Why I Fired My Broker - thomas
http://www.theatlantic.com/doc/print/200905/goldberg-economy

======
HSO
Several misconceptions in this articles, quite typical ones actually:

1) "I can’t imagine what led all of us to believe that we could regularly
expect double-digit annual returns on our money, for doing no work"

You did work. You worked, exchanged your product for money, and saved it. But
other people did work too. So you took your money, in effect lowered the
capital cost of other people's enterprises (unless you bought in the primary
market), and in return have a chance of participating in their venture's
success (if). Those who are more discerning in their allocations earn higher
average returns on their capital. It's not alchemy, it's capitalism! Whether
the assets are fairly valued or not is a totally different question.

2) " Let’s say you own a Procter & Gamble in your portfolio and the stock
price goes down by half. Do you like it better? [...] If you don’t, you’re not
an investor, you’re a speculator"

Quoted like this, wrong! THe crucial condition is that you did an independent
valuation of the asset and came up with a higher value. The price itself
doesn't tell you anything other than what other people think or feel.

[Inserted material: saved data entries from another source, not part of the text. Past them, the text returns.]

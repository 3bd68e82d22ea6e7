//! Provider catalog endpoints

use axum::{
    extract::{Path, Query, State},
    http::StatusCode,
    routing::get,
    Json, Router,
};
use galpon_common::pagination::{PageInfo, PageParams, PageRequest};
use galpon_common::Operator;
use serde::{Deserialize, Serialize};
use uuid::Uuid;

use crate::db;
use crate::error::{ApiError, ApiResult};
use crate::models::{NotificationKind, Provider};
use crate::AppState;

const DEFAULT_PAGE_SIZE: i64 = 10;

/// GET /api/providers response
#[derive(Debug, Serialize)]
pub struct ProviderListResponse {
    pub providers: Vec<Provider>,
    pub pagination: PageInfo,
}

#[derive(Debug, Deserialize)]
pub struct CreateProvider {
    pub name: Option<String>,
    pub responsible: Option<String>,
}

#[derive(Debug, Deserialize)]
pub struct UpdateProvider {
    pub name: Option<String>,
    pub responsible: Option<String>,
}

/// GET /api/providers
pub async fn list_providers(
    State(state): State<AppState>,
    _operator: Operator,
    Query(params): Query<PageParams>,
) -> ApiResult<Json<ProviderListResponse>> {
    let page = PageRequest::from_params(params, DEFAULT_PAGE_SIZE);
    let (providers, total) =
        db::catalog::list_providers(&state.db, page.limit, page.offset).await?;

    Ok(Json(ProviderListResponse {
        providers,
        pagination: page.info(total),
    }))
}

/// POST /api/providers
pub async fn create_provider(
    State(state): State<AppState>,
    operator: Operator,
    Json(body): Json<CreateProvider>,
) -> ApiResult<(StatusCode, Json<Provider>)> {
    let name = body
        .name
        .as_deref()
        .map(str::trim)
        .filter(|n| !n.is_empty())
        .ok_or_else(|| ApiError::BadRequest("Provider name is required".to_string()))?;
    let responsible = body
        .responsible
        .as_deref()
        .map(str::trim)
        .filter(|r| !r.is_empty());

    let provider = db::catalog::create_provider(&state.db, name, responsible)
        .await?
        .ok_or_else(|| ApiError::Conflict(format!("Provider already exists: {name}")))?;

    db::notifications::fan_out(
        &state.db,
        NotificationKind::NewProvider,
        &format!("Nuevo proveedor creado: {}", provider.name),
    )
    .await?;
    tracing::info!(provider_id = %provider.id, name = %provider.name, operator = %operator.name, "Provider created");

    Ok((StatusCode::CREATED, Json(provider)))
}

/// GET /api/providers/{id}
pub async fn get_provider(
    State(state): State<AppState>,
    _operator: Operator,
    Path(id): Path<Uuid>,
) -> ApiResult<Json<Provider>> {
    let provider = db::catalog::load_provider(&state.db, id)
        .await?
        .ok_or_else(|| ApiError::NotFound(format!("Provider not found: {id}")))?;
    Ok(Json(provider))
}

/// PUT /api/providers/{id}
pub async fn update_provider(
    State(state): State<AppState>,
    operator: Operator,
    Path(id): Path<Uuid>,
    Json(body): Json<UpdateProvider>,
) -> ApiResult<Json<Provider>> {
    if body.name.is_none() && body.responsible.is_none() {
        return Err(ApiError::BadRequest(
            "At least one field is required".to_string(),
        ));
    }

    let current = db::catalog::load_provider(&state.db, id)
        .await?
        .ok_or_else(|| ApiError::NotFound(format!("Provider not found: {id}")))?;

    let name = match body.name.as_deref().map(str::trim) {
        Some("") => {
            return Err(ApiError::BadRequest(
                "Provider name must not be empty".to_string(),
            ))
        }
        Some(name) => name.to_string(),
        None => current.name,
    };
    let responsible = body.responsible.or(current.responsible);

    let updated = db::catalog::update_provider(&state.db, id, &name, responsible.as_deref()).await?;
    if !updated {
        return Err(ApiError::Conflict(format!(
            "Provider already exists: {name}"
        )));
    }

    let provider = db::catalog::load_provider(&state.db, id)
        .await?
        .ok_or_else(|| ApiError::NotFound(format!("Provider not found: {id}")))?;
    tracing::info!(provider_id = %id, operator = %operator.name, "Provider updated");
    Ok(Json(provider))
}

/// DELETE /api/providers/{id}
pub async fn delete_provider(
    State(state): State<AppState>,
    operator: Operator,
    Path(id): Path<Uuid>,
) -> ApiResult<Json<serde_json::Value>> {
    db::catalog::load_provider(&state.db, id)
        .await?
        .ok_or_else(|| ApiError::NotFound(format!("Provider not found: {id}")))?;

    if db::catalog::provider_in_use(&state.db, id).await? {
        return Err(ApiError::BadRequest(
            "Provider has entries, packages or shipments attached".to_string(),
        ));
    }

    db::catalog::delete_provider(&state.db, id).await?;
    tracing::info!(provider_id = %id, operator = %operator.name, "Provider deleted");
    Ok(Json(serde_json::json!({ "deleted": true })))
}

pub fn provider_routes() -> Router<AppState> {
    Router::new()
        .route("/api/providers", get(list_providers).post(create_provider))
        .route(
            "/api/providers/:id",
            get(get_provider)
                .put(update_provider)
                .delete(delete_provider),
        )
}
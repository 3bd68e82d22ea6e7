//! Sorting (clasificación) sheet parser
//!
//! The sorting sheet has no header contract; columns are addressed by fixed
//! position as produced by the route optimizer: B = tracking number,
//! F = vehicle, AF = visit order. Only packages verified `OK` during the
//! shipment's verification stage are kept.

use std::collections::{HashMap, HashSet};

use super::workbook::{cell_to_opt_string, cell_to_string, first_sheet_cells, row_is_empty};
use super::IngestError;
use crate::models::ClasificacionRow;

pub const COL_TRACKING: usize = 1;
pub const COL_VEHICULO: usize = 5;
pub const COL_ORDEN_VISITA: usize = 31;

const MIN_ROWS: usize = 2;

#[derive(Debug)]
pub struct ClasificacionParse {
    pub rows: Vec<ClasificacionRow>,
    /// Rows lacking tracking or vehicle
    pub skipped_invalid: usize,
    /// Rows whose tracking was not verified OK
    pub skipped_not_ok: usize,
}

impl ClasificacionParse {
    /// Distinct vehicles with their package counts, in first-seen order
    pub fn vehicle_counts(&self) -> Vec<(String, usize)> {
        let mut order: Vec<String> = Vec::new();
        let mut counts: HashMap<&str, usize> = HashMap::new();
        for row in &self.rows {
            if !counts.contains_key(row.vehiculo.as_str()) {
                order.push(row.vehiculo.clone());
            }
            *counts.entry(row.vehiculo.as_str()).or_insert(0) += 1;
        }
        order
            .into_iter()
            .map(|v| {
                let count = counts.get(v.as_str()).copied().unwrap_or(0);
                (v, count)
            })
            .collect()
    }
}

/// Parse the sorting sheet, keeping only trackings in `ok_trackings`
///
/// Visit order `-` marks the start of a vehicle's route and resets its
/// numeric counter to 1; any other value increments it. Skipped rows never
/// touch the counter, so numbering stays contiguous per vehicle.
pub fn parse_clasificacion(
    bytes: &[u8],
    ok_trackings: &HashSet<String>,
) -> Result<ClasificacionParse, IngestError> {
    let grid = first_sheet_cells(bytes)?;
    if grid.len() < MIN_ROWS {
        return Err(IngestError::TooFewRows {
            found: grid.len(),
            required: MIN_ROWS,
        });
    }

    let mut counters: HashMap<String, i64> = HashMap::new();
    let mut rows = Vec::new();
    let mut skipped_invalid = 0;
    let mut skipped_not_ok = 0;

    for row in grid.iter().skip(1) {
        if row_is_empty(row) {
            continue;
        }

        let tracking = row
            .get(COL_TRACKING)
            .map(cell_to_string)
            .unwrap_or_default();
        let vehiculo = row
            .get(COL_VEHICULO)
            .map(cell_to_string)
            .unwrap_or_default();
        let orden_visita = row
            .get(COL_ORDEN_VISITA)
            .and_then(cell_to_opt_string)
            .unwrap_or_else(|| "-".to_string());

        if tracking.is_empty() || vehiculo.is_empty() {
            skipped_invalid += 1;
            continue;
        }
        if !ok_trackings.contains(&tracking) {
            skipped_not_ok += 1;
            continue;
        }

        let orden_numerico = if orden_visita == "-" {
            counters.insert(vehiculo.clone(), 1);
            1
        } else {
            let next = counters.get(&vehiculo).copied().unwrap_or(0) + 1;
            counters.insert(vehiculo.clone(), next);
            next
        };

        rows.push(ClasificacionRow {
            tracking_number: tracking,
            vehiculo,
            orden_visita,
            orden_numerico,
        });
    }

    Ok(ClasificacionParse {
        rows,
        skipped_invalid,
        skipped_not_ok,
    })
}

#[cfg(test)]
mod tests {
    use super::*;
    use rust_xlsxwriter::Workbook;

    fn sorting_sheet(rows: &[(&str, &str, &str)]) -> Vec<u8> {
        let mut workbook = Workbook::new();
        let worksheet = workbook.add_worksheet();
        worksheet.write_string(0, 0, "Orden").unwrap();
        for (i, (tracking, vehiculo, orden)) in rows.iter().enumerate() {
            let row = i as u32 + 1;
            if !tracking.is_empty() {
                worksheet
                    .write_string(row, COL_TRACKING as u16, *tracking)
                    .unwrap();
            }
            if !vehiculo.is_empty() {
                worksheet
                    .write_string(row, COL_VEHICULO as u16, *vehiculo)
                    .unwrap();
            }
            if !orden.is_empty() {
                worksheet
                    .write_string(row, COL_ORDEN_VISITA as u16, *orden)
                    .unwrap();
            }
        }
        workbook.save_to_buffer().unwrap()
    }

    fn ok_set(trackings: &[&str]) -> HashSet<String> {
        trackings.iter().map(|t| t.to_string()).collect()
    }

    #[test]
    fn test_dash_resets_vehicle_counter() {
        let bytes = sorting_sheet(&[
            ("T1", "V1", "-"),
            ("T2", "V1", "Calle 1"),
            ("T3", "V1", "Calle 2"),
            ("T4", "V1", "-"),
            ("T5", "V1", "Calle 3"),
        ]);
        let parse =
            parse_clasificacion(&bytes, &ok_set(&["T1", "T2", "T3", "T4", "T5"])).unwrap();
        let ordenes: Vec<i64> = parse.rows.iter().map(|r| r.orden_numerico).collect();
        assert_eq!(ordenes, vec![1, 2, 3, 1, 2]);
    }

    #[test]
    fn test_counters_are_independent_per_vehicle() {
        let bytes = sorting_sheet(&[
            ("T1", "V1", "-"),
            ("T2", "V2", "-"),
            ("T3", "V1", "a"),
            ("T4", "V2", "b"),
            ("T5", "V2", "c"),
        ]);
        let parse =
            parse_clasificacion(&bytes, &ok_set(&["T1", "T2", "T3", "T4", "T5"])).unwrap();
        let by_tracking: HashMap<&str, i64> = parse
            .rows
            .iter()
            .map(|r| (r.tracking_number.as_str(), r.orden_numerico))
            .collect();
        assert_eq!(by_tracking["T1"], 1);
        assert_eq!(by_tracking["T3"], 2);
        assert_eq!(by_tracking["T2"], 1);
        assert_eq!(by_tracking["T4"], 2);
        assert_eq!(by_tracking["T5"], 3);
    }

    #[test]
    fn test_not_ok_rows_skip_without_touching_counter() {
        let bytes = sorting_sheet(&[
            ("T1", "V1", "-"),
            ("SOBRANTE-1", "V1", "x"),
            ("T2", "V1", "y"),
        ]);
        let parse = parse_clasificacion(&bytes, &ok_set(&["T1", "T2"])).unwrap();
        assert_eq!(parse.skipped_not_ok, 1);
        assert_eq!(parse.rows.len(), 2);
        assert_eq!(parse.rows[1].tracking_number, "T2");
        assert_eq!(parse.rows[1].orden_numerico, 2);
    }

    #[test]
    fn test_rows_missing_tracking_or_vehicle_counted_invalid() {
        let bytes = sorting_sheet(&[("T1", "V1", "-"), ("", "V1", "x"), ("T3", "", "y")]);
        let parse = parse_clasificacion(&bytes, &ok_set(&["T1", "T3"])).unwrap();
        assert_eq!(parse.skipped_invalid, 2);
        assert_eq!(parse.rows.len(), 1);
    }

    #[test]
    fn test_missing_visit_order_defaults_to_dash() {
        let bytes = sorting_sheet(&[("T1", "V1", "")]);
        let parse = parse_clasificacion(&bytes, &ok_set(&["T1"])).unwrap();
        assert_eq!(parse.rows[0].orden_visita, "-");
        assert_eq!(parse.rows[0].orden_numerico, 1);
    }

    #[test]
    fn test_vehicle_counts_in_first_seen_order() {
        let bytes = sorting_sheet(&[
            ("T1", "V2", "-"),
            ("T2", "V1", "-"),
            ("T3", "V2", "a"),
        ]);
        let parse = parse_clasificacion(&bytes, &ok_set(&["T1", "T2", "T3"])).unwrap();
        assert_eq!(
            parse.vehicle_counts(),
            vec![("V2".to_string(), 2), ("V1".to_string(), 1)]
        );
    }

    #[test]
    fn test_header_only_sheet_rejected() {
        let mut workbook = Workbook::new();
        let worksheet = workbook.add_worksheet();
        worksheet.write_string(0, 0, "Orden").unwrap();
        let bytes = workbook.save_to_buffer().unwrap();

        let err = parse_clasificacion(&bytes, &HashSet::new()).unwrap_err();
        assert!(matches!(err, IngestError::TooFewRows { .. }));
    }
}
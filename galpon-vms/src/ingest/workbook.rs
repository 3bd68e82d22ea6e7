//! calamine helpers shared by the sheet parsers

use std::collections::HashMap;
use std::io::Cursor;

use calamine::{Data, Range, Reader, Xlsx};

use super::IngestError;

/// Open the first worksheet of an uploaded xlsx payload
pub fn first_sheet_range(bytes: &[u8]) -> Result<Range<Data>, IngestError> {
    let mut workbook: Xlsx<_> =
        Xlsx::new(Cursor::new(bytes)).map_err(|e| IngestError::Workbook(e.to_string()))?;
    let name = workbook
        .sheet_names()
        .first()
        .cloned()
        .ok_or(IngestError::NoWorksheet)?;
    workbook
        .worksheet_range(&name)
        .map_err(|e| IngestError::Workbook(e.to_string()))
}

/// Read the first worksheet into a dense grid addressed by absolute position
///
/// calamine ranges start at the first used cell. The route and sorting sheets
/// address columns by fixed letter, so leading empty rows and the column-A
/// gutter must stay in place; `grid[4][1]` is always B5.
pub fn first_sheet_cells(bytes: &[u8]) -> Result<Vec<Vec<Data>>, IngestError> {
    let range = first_sheet_range(bytes)?;
    let (start, end) = match (range.start(), range.end()) {
        (Some(s), Some(e)) => (s, e),
        _ => return Ok(Vec::new()),
    };

    let mut grid = vec![vec![Data::Empty; end.1 as usize + 1]; end.0 as usize + 1];
    for (r, row) in range.rows().enumerate() {
        for (c, cell) in row.iter().enumerate() {
            grid[start.0 as usize + r][start.1 as usize + c] = cell.clone();
        }
    }
    Ok(grid)
}

/// Render a cell as trimmed text
///
/// Floats with integral value render without a trailing `.0`; tracking
/// numbers read from numeric cells must match their scanned form.
pub fn cell_to_string(cell: &Data) -> String {
    match cell {
        Data::String(s) => s.trim().to_string(),
        Data::Float(f) => {
            if (f.floor() - f).abs() < f64::EPSILON && f.abs() < 1e15 {
                format!("{}", *f as i64)
            } else {
                format!("{}", f)
            }
        }
        Data::Int(i) => format!("{}", i),
        Data::Bool(b) => format!("{}", b),
        Data::DateTime(dt) => {
            let serial = dt.as_f64();
            if (serial.floor() - serial).abs() < f64::EPSILON {
                format!("{}", serial as i64)
            } else {
                format!("{}", serial)
            }
        }
        Data::DateTimeIso(s) => s.trim().to_string(),
        Data::DurationIso(s) => s.trim().to_string(),
        Data::Empty => String::new(),
        Data::Error(_) => String::new(),
    }
}

/// Optional text: `None` when the cell renders empty
pub fn cell_to_opt_string(cell: &Data) -> Option<String> {
    let s = cell_to_string(cell);
    if s.is_empty() {
        None
    } else {
        Some(s)
    }
}

/// Numeric value, accepting text cells with `,` as decimal separator
pub fn cell_to_f64(cell: &Data) -> Option<f64> {
    match cell {
        Data::Float(f) => Some(*f),
        Data::Int(i) => Some(*i as f64),
        Data::DateTime(dt) => Some(dt.as_f64()),
        Data::String(s) => {
            let t = s.trim();
            if t.is_empty() {
                return None;
            }
            t.parse::<f64>()
                .ok()
                .or_else(|| t.replace(',', ".").parse::<f64>().ok())
        }
        _ => None,
    }
}

/// Date cell rendered as RFC 3339 UTC
///
/// Serial number cells convert through the spreadsheet epoch; text cells are
/// kept verbatim.
pub fn cell_to_date_rfc3339(cell: &Data) -> Option<String> {
    match cell {
        Data::Float(f) => {
            galpon_common::time::spreadsheet_serial_to_datetime(*f).map(|dt| dt.to_rfc3339())
        }
        Data::Int(i) => galpon_common::time::spreadsheet_serial_to_datetime(*i as f64)
            .map(|dt| dt.to_rfc3339()),
        Data::DateTime(dt) => galpon_common::time::spreadsheet_serial_to_datetime(dt.as_f64())
            .map(|dt| dt.to_rfc3339()),
        Data::String(s) => {
            let t = s.trim();
            if t.is_empty() {
                None
            } else {
                Some(t.to_string())
            }
        }
        Data::DateTimeIso(s) => Some(s.trim().to_string()),
        _ => None,
    }
}

/// True when every cell in the slice renders empty
pub fn row_is_empty(row: &[Data]) -> bool {
    row.iter().all(|c| cell_to_string(c).is_empty())
}

/// Map trimmed header text to its column index, first occurrence wins
pub fn header_positions(row: &[Data]) -> HashMap<String, usize> {
    let mut positions = HashMap::new();
    for (idx, cell) in row.iter().enumerate() {
        let text = cell_to_string(cell);
        if !text.is_empty() {
            positions.entry(text).or_insert(idx);
        }
    }
    positions
}

/// Required headers absent from the position map, in declaration order
pub fn missing_headers(required: &[&str], positions: &HashMap<String, usize>) -> Vec<String> {
    required
        .iter()
        .filter(|h| !positions.contains_key(**h))
        .map(|h| h.to_string())
        .collect()
}
async fn create_clasificacion_tables(pool: &SqlitePool) -> Result<()> {
    sqlx::query(
        r#"
        CREATE TABLE IF NOT EXISTS clasificacion_archivos (
            id TEXT PRIMARY KEY,
            shipment_id TEXT NOT NULL REFERENCES shipments(id) ON DELETE CASCADE,
            provider_id TEXT NOT NULL REFERENCES providers(id),
            total_rows INTEGER NOT NULL DEFAULT 0,
            uploaded_by TEXT NOT NULL,
            uploaded_at TEXT NOT NULL,
            finalizado INTEGER NOT NULL DEFAULT 0 CHECK (finalizado IN (0, 1)),
            finalizado_at TEXT,
            finalizado_por TEXT,
            created_at TEXT NOT NULL,
            updated_at TEXT NOT NULL
        )
        "#,
    )
    .execute(pool)
    .await?;

    sqlx::query(
        "CREATE INDEX IF NOT EXISTS idx_clasificacion_shipment ON clasificacion_archivos(shipment_id)",
    )
    .execute(pool)
    .await?;

    sqlx::query(
        r#"
        CREATE TABLE IF NOT EXISTS paquetes_clasificacion (
            id TEXT PRIMARY KEY,
            clasificacion_id TEXT NOT NULL REFERENCES clasificacion_archivos(id) ON DELETE CASCADE,
            tracking_number TEXT NOT NULL,
            vehiculo TEXT NOT NULL,
            orden_visita TEXT NOT NULL,
            orden_numerico INTEGER NOT NULL,
            escaneado INTEGER NOT NULL DEFAULT 0 CHECK (escaneado IN (0, 1)),
            escaneado_at TEXT,
            escaneado_por TEXT,
            created_at TEXT NOT NULL
        )
        "#,
    )
    .execute(pool)
    .await?;

    sqlx::query(
        "CREATE INDEX IF NOT EXISTS idx_paq_clas_tracking ON paquetes_clasificacion(clasificacion_id, tracking_number)",
    )
    .execute(pool)
    .await?;
    sqlx::query(
        "CREATE INDEX IF NOT EXISTS idx_paq_clas_vehiculo ON paquetes_clasificacion(clasificacion_id, vehiculo, orden_numerico)",
    )
    .execute(pool)
    .await?;

    Ok(())
}
//! Health check endpoint

use axum::{extract::State, routing::get, Json, Router};
use chrono::Utc;
use serde::Serialize;

use crate::AppState;

/// Health check response
#[derive(Debug, Serialize)]
pub struct HealthResponse {
    pub status: String,
    pub module: String,
    pub version: String,
    pub uptime_seconds: u64,
    #[serde(skip_serializing_if = "Option::is_none")]
    pub last_error: Option<String>,
}

/// GET /health
pub async fn health_check(State(state): State<AppState>) -> Json<HealthResponse> {
    let uptime = Utc::now().signed_duration_since(state.startup_time);
    let last_error = state.last_error.read().await.clone();

    Json(HealthResponse {
        status: "ok".to_string(),
        module: "galpon-ops".to_string(),
        version: env!("CARGO_PKG_VERSION").to_string(),
        uptime_seconds: uptime.num_seconds().max(0) as u64,
        last_error,
    })
}

pub fn health_routes() -> Router<AppState> {
    Router::new().route("/health", get(health_check))
}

3) "An out-of-print guide to value investing, it sells for as much as $2,500
per copy on the Web."

Just for the record, these are collector's editions. If anyone is simply
interested in the material (which is not all that original, btw) it floats as
free PDF, just google it.

In general, I find it fascinating that people like to think that there is
someone out there with their best interests at heart. Where does this come
from? Where is their independence and responsibility? Balthasar Gracian, a
Jesuit priest from the 18th (?) century, put it thus: You don't count on the
kindness or gratitude of people but on their self-interest.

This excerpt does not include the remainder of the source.